Mark and his team were enthused, to say the least. I spent an afternoon with the guys. They lent me a Blackmagic Design Pty. Ltd. H.264 Pro Recorder and gave me a quick tour of all their kit. I had planned to use Telestream Wirecast, and Telestream provided me, on the spot, with a 10-day full licence. I had experimented with my Swivl device and using an iPhone as a wireless camera source for Wirecast, but the camera quality was simply not up to scratch for an 8-hour event. I discovered that Livestream is now limiting the number of third-party apps that can encode to its service, including Wirecast, because the vast majority of support calls it was dealing with were actually problems that the users were having with the third-party software.
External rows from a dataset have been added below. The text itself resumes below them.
use yew::prelude::*;

#[function_component(Header)]
pub fn header() -> Html {
    html! {
        <header class="header">
            <div class="container">
                <span class="header-icon">{"💰"}</span>
                <div>
                    <h1>{"AI Money Saver"}</h1>
                    <p class="header-subtitle">{"שוחח עם העוזר הפיננסי האישי שלך"}</p>
                </div>
            </div>
        </header>
    }
}
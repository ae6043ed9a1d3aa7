pub mod category_chart;
pub mod chatbot;
pub mod dashboard;
pub mod expense_form;
pub mod expense_list;
pub mod financial_summary;
pub mod header;

pub use category_chart::CategoryChart;
pub use chatbot::Chatbot;
pub use dashboard::Dashboard;
pub use expense_form::ExpenseForm;
pub use expense_list::ExpenseList;
pub use financial_summary::FinancialSummary;
pub use header::Header;
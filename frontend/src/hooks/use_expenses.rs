use shared::{CategoryTotal, CreateExpenseRequest, DashboardStats, Expense};
use wasm_bindgen_futures::spawn_local;
use yew::prelude::*;

use crate::services::{ApiClient, Logger};

#[derive(Clone, Default, PartialEq)]
pub struct ExpenseState {
    /// Newest first
    pub expenses: Vec<Expense>,
    pub stats: DashboardStats,
    pub categories: Vec<CategoryTotal>,
    pub loading: bool,
    pub error: Option<String>,
}

pub struct UseExpensesResult {
    pub state: ExpenseState,
    pub actions: UseExpensesActions,
}

#[derive(Clone, PartialEq)]
pub struct UseExpensesActions {
    pub add_expense: Callback<CreateExpenseRequest>,
    pub delete_expense: Callback<u64>,
    pub set_cash_on_hand: Callback<f64>,
    pub set_debt_owed: Callback<f64>,
}

#[hook]
pub fn use_expenses(api_client: &ApiClient) -> UseExpensesResult {
    let expenses = use_state(Vec::<Expense>::new);
    let stats = use_state(DashboardStats::default);
    let categories = use_state(Vec::<CategoryTotal>::new);
    let loading = use_state(|| true);
    let error = use_state(|| None::<String>);

    let refresh = {
        let api_client = api_client.clone();
        let expenses = expenses.clone();
        let stats = stats.clone();
        let categories = categories.clone();
        let loading = loading.clone();
        let error = error.clone();

        use_callback((), move |_, _| {
            let api_client = api_client.clone();
            let expenses = expenses.clone();
            let stats = stats.clone();
            let categories = categories.clone();
            let loading = loading.clone();
            let error = error.clone();

            spawn_local(async move {
                loading.set(true);

                match api_client.get_expenses().await {
                    Ok(listing) => {
                        expenses.set(listing.expenses);
                        stats.set(listing.stats);
                    }
                    Err(e) => {
                        Logger::error_with_component("use_expenses", &format!("Failed to fetch expenses: {}", e));
                        error.set(Some(e));
                    }
                }

                match api_client.get_category_breakdown().await {
                    Ok(breakdown) => categories.set(breakdown.categories),
                    Err(e) => {
                        Logger::error_with_component("use_expenses", &format!("Failed to fetch categories: {}", e));
                    }
                }

                loading.set(false);
            });
        })
    };

    {
        let refresh = refresh.clone();
        use_effect_with((), move |_| {
            refresh.emit(());
            || ()
        });
    }

    let add_expense = {
        let api_client = api_client.clone();
        let error = error.clone();
        let refresh = refresh.clone();

        use_callback((), move |request: CreateExpenseRequest, _| {
            let api_client = api_client.clone();
            let error = error.clone();
            let refresh = refresh.clone();

            spawn_local(async move {
                error.set(None);
                match api_client.create_expense(request).await {
                    Ok(expense) => {
                        Logger::info_with_component("use_expenses", &format!("Added expense {}", expense.id));
                        refresh.emit(());
                    }
                    Err(e) => error.set(Some(e)),
                }
            });
        })
    };

    let delete_expense = {
        let api_client = api_client.clone();
        let error = error.clone();
        let refresh = refresh.clone();

        use_callback((), move |expense_id: u64, _| {
            let api_client = api_client.clone();
            let error = error.clone();
            let refresh = refresh.clone();

            spawn_local(async move {
                match api_client.delete_expense(expense_id).await {
                    Ok(_) => refresh.emit(()),
                    Err(e) => {
                        Logger::warn_with_component("use_expenses", &format!("Delete failed: {}", e));
                        error.set(Some(e));
                    }
                }
            });
        })
    };

    let set_cash_on_hand = {
        let api_client = api_client.clone();
        let stats = stats.clone();
        let error = error.clone();

        use_callback((), move |value: f64, _| {
            let api_client = api_client.clone();
            let stats = stats.clone();
            let error = error.clone();

            spawn_local(async move {
                match api_client.set_cash_on_hand(value).await {
                    Ok(updated) => stats.set(updated),
                    Err(e) => error.set(Some(e)),
                }
            });
        })
    };

    let set_debt_owed = {
        let api_client = api_client.clone();
        let stats = stats.clone();
        let error = error.clone();

        use_callback((), move |value: f64, _| {
            let api_client = api_client.clone();
            let stats = stats.clone();
            let error = error.clone();

            spawn_local(async move {
                match api_client.set_debt_owed(value).await {
                    Ok(updated) => stats.set(updated),
                    Err(e) => error.set(Some(e)),
                }
            });
        })
    };

    UseExpensesResult {
        state: ExpenseState {
            expenses: (*expenses).clone(),
            stats: (*stats).clone(),
            categories: (*categories).clone(),
            loading: *loading,
            error: (*error).clone(),
        },
        actions: UseExpensesActions {
            add_expense,
            delete_expense,
            set_cash_on_hand,
            set_debt_owed,
        },
    }
}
So I switched over to the Livestream for Producers app, which added screen capture and provided a simple way to add in the slides being used to run the agenda.

I dug through my kit and came upon a Sima digital effects mixer I’d been given. I also had a Sony Handycam, as did the event organiser, so I decided to use these and the audio provided by the Parliamentary AV team. The only problem I ran into was the preview monitoring; I had no way to see what the cameras were seeing before I switched them live.

I came to the conclusion that the best option was to buy a £70 quad splitter used for CCTV applications, along with a £120 7" LCD display.

I was heading up to the event having spent only a little more than the train ticket on kit. It would be a challenge, but it felt somehow very “pure,” which is what, for me, webcasting is all about.

I had minimal time to test the audio and video settings, so the event started with one camera providing an anamorphic image and audio set to stereo for a mono left channel source.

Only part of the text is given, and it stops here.